5.1 Evidence on air quality impacts of switching to a less polluting vehicle

Alongside supporting an overall reduction in car use, the review highlighted other transport-related behaviours that have the potential to impact on air quality. The most significant of these relate to vehicle choices. Most interest in the literature centres on the potential benefits of switching from conventional vehicles to electric vehicles (EVs), whether battery electric vehicles (BEVs) or hybrid electric vehicles (HEVs). In this section we focus primarily on switching to EVs, given the considerable potential benefits for air quality, as well as the alignment of this behaviour with Net Zero objectives around decarbonising the transport sector.

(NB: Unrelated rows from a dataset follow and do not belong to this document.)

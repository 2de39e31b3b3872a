//! Configuration management for Identity Core
//!
//! Loads settings from:
//! 1. Environment variables
//! 2. .env file (local development)
//!
//! Every section can also be built in code, which is what embedding services
//! and tests do.
//!
//! # Example
//!
//! ```no_run
//! use identity_core::config::Settings;
//!
//! fn main() -> anyhow::Result<()> {
//!     let settings = Settings::from_env()?;
//!     println!("JWT issuer: {}", settings.jwt.issuer);
//!     Ok(())
//! }
//! ```

use anyhow::{bail, Context, Result};
use serde::{Deserialize, Serialize};
use std::env;
use std::str::FromStr;
use std::time::Duration;
use tracing::info;

/// Application settings
#[derive(Debug, Clone, Serialize, Deserialize)]
pub struct Settings {
    pub jwt: JwtSettings,
    pub tokens: TokenSettings,
    pub mfa: MfaSettings,
    pub providers: ProviderSettings,
}

impl Settings {
    /// Load settings from environment variables
    pub fn from_env() -> Result<Self> {
        // Load .env file in development
        if cfg!(debug_assertions) && dotenvy::dotenv().is_ok() {
            info!("Loaded .env file for development");
        }

        Ok(Settings {
            jwt: JwtSettings::from_env()?,
            tokens: TokenSettings::from_env()?,
            mfa: MfaSettings::from_env()?,
            providers: ProviderSettings::from_env()?,
        })
    }

    /// Settings with default lifetimes and policies around the given signing keys
    pub fn with_jwt(jwt: JwtSettings) -> Self {
        Self {
            jwt,
            tokens: TokenSettings::default(),
            mfa: MfaSettings::default(),
            providers: ProviderSettings::default(),
        }
    }
}

fn parse_env<T>(key: &str, default: &str) -> Result<T>
where
    T: FromStr,
    T::Err: std::error::Error + Send + Sync + 'static,
{
    env::var(key)
        .unwrap_or_else(|_| default.to_string())
        .parse()
        .with_context(|| format!("Invalid {key}"))
}

/// `parse_env` for lifetimes, intervals and limits, which must be above zero
fn parse_positive_env<T>(key: &str, default: &str) -> Result<T>
where
    T: FromStr + PartialOrd + Default + std::fmt::Display,
    T::Err: std::error::Error + Send + Sync + 'static,
{
    let value: T = parse_env(key, default)?;
    if value <= T::default() {
        bail!("Invalid {key}: must be greater than zero, got {value}");
    }
    Ok(value)
}

/// JWT signing settings
#[derive(Debug, Clone, Serialize, Deserialize)]
pub struct JwtSettings {
    /// RSA private key (PEM) used to sign access tokens
    pub private_key_pem: String,
    /// RSA public key (PEM) used to validate access tokens
    pub public_key_pem: String,
    pub issuer: String,
    pub audience: String,
    /// Clock skew tolerance applied to `exp`
    pub leeway_seconds: u64,
}

impl JwtSettings {
    fn from_env() -> Result<Self> {
        Ok(Self {
            private_key_pem: env::var("JWT_PRIVATE_KEY_PEM")
                .context("JWT_PRIVATE_KEY_PEM must be set")?,
            public_key_pem: env::var("JWT_PUBLIC_KEY_PEM")
                .context("JWT_PUBLIC_KEY_PEM must be set")?,
            issuer: env::var("JWT_ISSUER").unwrap_or_else(|_| "nova-identity".to_string()),
            audience: env::var("JWT_AUDIENCE").unwrap_or_else(|_| "nova-api".to_string()),
            leeway_seconds: parse_env("JWT_LEEWAY_SECONDS", "30")?,
        })
    }
}

/// Token lifetime settings
#[derive(Debug, Clone, Serialize, Deserialize)]
pub struct TokenSettings {
    pub access_token_ttl_seconds: i64,
    pub refresh_token_ttl_seconds: i64,
    /// Interval of the optional background sweeper
    pub sweep_interval_seconds: u64,
}

impl Default for TokenSettings {
    fn default() -> Self {
        Self {
            access_token_ttl_seconds: 3600,
            refresh_token_ttl_seconds: 30 * 24 * 3600,
            sweep_interval_seconds: 60,
        }
    }
}

impl TokenSettings {
    fn from_env() -> Result<Self> {
        Ok(Self {
            access_token_ttl_seconds: parse_positive_env("ACCESS_TOKEN_TTL_SECONDS", "3600")?,
            refresh_token_ttl_seconds: parse_positive_env("REFRESH_TOKEN_TTL_SECONDS", "2592000")?,
            sweep_interval_seconds: parse_positive_env("REVOCATION_SWEEP_INTERVAL_SECONDS", "60")?,
        })
    }

    pub fn sweep_interval(&self) -> Duration {
        Duration::from_secs(self.sweep_interval_seconds)
    }
}

/// Step-up authentication policy
#[derive(Debug, Clone, Serialize, Deserialize)]
pub struct MfaSettings {
    /// Require a second factor from every subject, enrolled or not
    pub always_required: bool,
    /// Lifetime of a pending MFA session (default: 300 = 5 minutes)
    pub session_ttl_seconds: i64,
    /// Failed codes tolerated by the TOTP verifier before lockout
    pub max_failed_attempts: u32,
    pub lockout_seconds: i64,
    /// Issuer label shown in authenticator apps
    pub totp_issuer: String,
}

impl Default for MfaSettings {
    fn default() -> Self {
        Self {
            always_required: false,
            session_ttl_seconds: 300,
            max_failed_attempts: 5,
            lockout_seconds: 900,
            totp_issuer: "Nova".to_string(),
        }
    }
}

impl MfaSettings {
    fn from_env() -> Result<Self> {
        Ok(Self {
            always_required: parse_env("MFA_ALWAYS_REQUIRED", "false")?,
            session_ttl_seconds: parse_positive_env("MFA_SESSION_TTL_SECONDS", "300")?,
            max_failed_attempts: parse_positive_env("MFA_MAX_FAILED_ATTEMPTS", "5")?,
            lockout_seconds: parse_positive_env("MFA_LOCKOUT_SECONDS", "900")?,
            totp_issuer: env::var("MFA_TOTP_ISSUER").unwrap_or_else(|_| "Nova".to_string()),
        })
    }
}

/// Connector call settings
#[derive(Debug, Clone, Serialize, Deserialize)]
pub struct ProviderSettings {
    /// Upper bound on any single connector or verifier call
    pub call_timeout_seconds: u64,
}

impl Default for ProviderSettings {
    fn default() -> Self {
        Self {
            call_timeout_seconds: 10,
        }
    }
}

impl ProviderSettings {
    fn from_env() -> Result<Self> {
        Ok(Self {
            call_timeout_seconds: parse_positive_env("PROVIDER_CALL_TIMEOUT_SECONDS", "10")?,
        })
    }

    pub fn call_timeout(&self) -> Duration {
        Duration::from_secs(self.call_timeout_seconds)
    }
}

#[cfg(test)]
mod tests {
    use super::*;
    use serial_test::serial;

    #[test]
    #[serial]
    fn test_jwt_settings_from_env() {
        // Set test environment variables
        env::set_var("JWT_PRIVATE_KEY_PEM", "private-pem");
        env::set_var("JWT_PUBLIC_KEY_PEM", "public-pem");
        env::set_var("JWT_ISSUER", "test-issuer");
        env::set_var("JWT_AUDIENCE", "test-audience");
        env::set_var("JWT_LEEWAY_SECONDS", "5");

        let settings = JwtSettings::from_env().unwrap();

        assert_eq!(settings.private_key_pem, "private-pem");
        assert_eq!(settings.public_key_pem, "public-pem");
        assert_eq!(settings.issuer, "test-issuer");
        assert_eq!(settings.audience, "test-audience");
        assert_eq!(settings.leeway_seconds, 5);

        // Clean up
        env::remove_var("JWT_PRIVATE_KEY_PEM");
        env::remove_var("JWT_PUBLIC_KEY_PEM");
        env::remove_var("JWT_ISSUER");
        env::remove_var("JWT_AUDIENCE");
        env::remove_var("JWT_LEEWAY_SECONDS");
    }

    #[test]
    #[serial]
    fn test_jwt_settings_require_keys() {
        env::remove_var("JWT_PRIVATE_KEY_PEM");
        env::remove_var("JWT_PUBLIC_KEY_PEM");

        assert!(JwtSettings::from_env().is_err());
    }

    #[test]
    #[serial]
    fn test_mfa_settings_from_env() {
        env::set_var("MFA_ALWAYS_REQUIRED", "true");
        env::set_var("MFA_SESSION_TTL_SECONDS", "120");

        let settings = MfaSettings::from_env().unwrap();

        assert!(settings.always_required);
        assert_eq!(settings.session_ttl_seconds, 120);
        assert_eq!(settings.max_failed_attempts, 5); // Default

        env::remove_var("MFA_ALWAYS_REQUIRED");
        env::remove_var("MFA_SESSION_TTL_SECONDS");
    }

    #[test]
    #[serial]
    fn test_invalid_number_is_reported() {
        env::set_var("ACCESS_TOKEN_TTL_SECONDS", "one hour");

        let err = TokenSettings::from_env().unwrap_err();
        assert!(err.to_string().contains("ACCESS_TOKEN_TTL_SECONDS"));

        env::remove_var("ACCESS_TOKEN_TTL_SECONDS");
    }

    #[test]
    #[serial]
    fn test_zero_or_negative_values_rejected() {
        env::set_var("REVOCATION_SWEEP_INTERVAL_SECONDS", "0");
        let err = TokenSettings::from_env().unwrap_err();
        assert!(err.to_string().contains("REVOCATION_SWEEP_INTERVAL_SECONDS"));
        env::remove_var("REVOCATION_SWEEP_INTERVAL_SECONDS");

        env::set_var("ACCESS_TOKEN_TTL_SECONDS", "-60");
        assert!(TokenSettings::from_env().is_err());
        env::remove_var("ACCESS_TOKEN_TTL_SECONDS");

        for key in ["MFA_SESSION_TTL_SECONDS", "MFA_LOCKOUT_SECONDS"] {
            env::set_var(key, "-1");
            let err = MfaSettings::from_env().unwrap_err();
            assert!(err.to_string().contains(key));
            env::remove_var(key);
        }

        env::set_var("PROVIDER_CALL_TIMEOUT_SECONDS", "0");
        assert!(ProviderSettings::from_env().is_err());
        env::remove_var("PROVIDER_CALL_TIMEOUT_SECONDS");

        // Defaults all pass
        assert!(TokenSettings::from_env().is_ok());
        assert!(MfaSettings::from_env().is_ok());
    }

    #[test]
    fn test_defaults() {
        let tokens = TokenSettings::default();
        assert!(tokens.refresh_token_ttl_seconds > tokens.access_token_ttl_seconds);
        assert_eq!(ProviderSettings::default().call_timeout(), Duration::from_secs(10));
        assert_eq!(MfaSettings::default().session_ttl_seconds, 300);
    }
}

However, some sources highlight differences between petrol and diesel cars (European Environment Agency, 2018) (which may depend on the age of the car, and vary depending on the type of pollutant of interest) and others focus more on replacing older, less fuel-efficient cars with newer ones (El-Dorghamy, 2014), or on the impacts of smaller versus larger cars (Gillies et al., 2005; Kim, 2007).

Air quality benefits accrue due to the use of EVs compared to combustion engines, due to the absence of exhaust emissions from BEVs (European Environment Agency, 2018). However, EVs are not entirely pollution-free, as particulate matter is still produced by tyres and brake wear of the vehicle (Quarmby et al., 2019). These sources of PM can be considerable. It is reported that in the UK in 2015, more than two-thirds of PM10 emissions were from tyre and brake wear and road abrasion (Quarmby et al., 2019) – although regenerative braking technology helps to reduce the emissions from brake wear in EVs (European Environment Agency, 2018). The extent of the benefits of EVs over conventional vehicles in terms of PM emissions will also depend on driving conditions and vehicle weights, as EVs tend to be heavier than combustion vehicles (European Environment Agency, 2018). Whilst impacts of switching to EVs on PM may be variable, these is clear evidence of considerable benefits in relation to air quality more broadly. Studies modelling the impacts of wide scale switching to EVs, have estimated large reductions in NOx concentrations (Ferrero et al., 2016; Requia et al., 2018; Rizza et al., 2021; Soret et al., 2014) and improvements in air quality indices (Christensen & Salmon, 2021), as well as benefits to human health (Hooftman et al., 2016; Rizza et al., 2021). For example, Ferrero et al (2016) estimated that shifting 50% of light vehicles in Milan to EVs could result in a 14% reduction in NOx. Another study, modelling a 100% shift of light vehicles to EVs in Taiwan could result in an estimated 27% reduction in NOx (Requia et al., 2018). A recent study by Rizza et al. (2021) estimated that, for the city of Turin, Italy, a shift in vehicle fleet away from primarily diesel and petrol vehicles to a 2030 scenario of 20% electric, and 50% hybrid vehicles (with only 4% of cars fuelled by diesel) could result in an 87% reduction in NO2 concentrations.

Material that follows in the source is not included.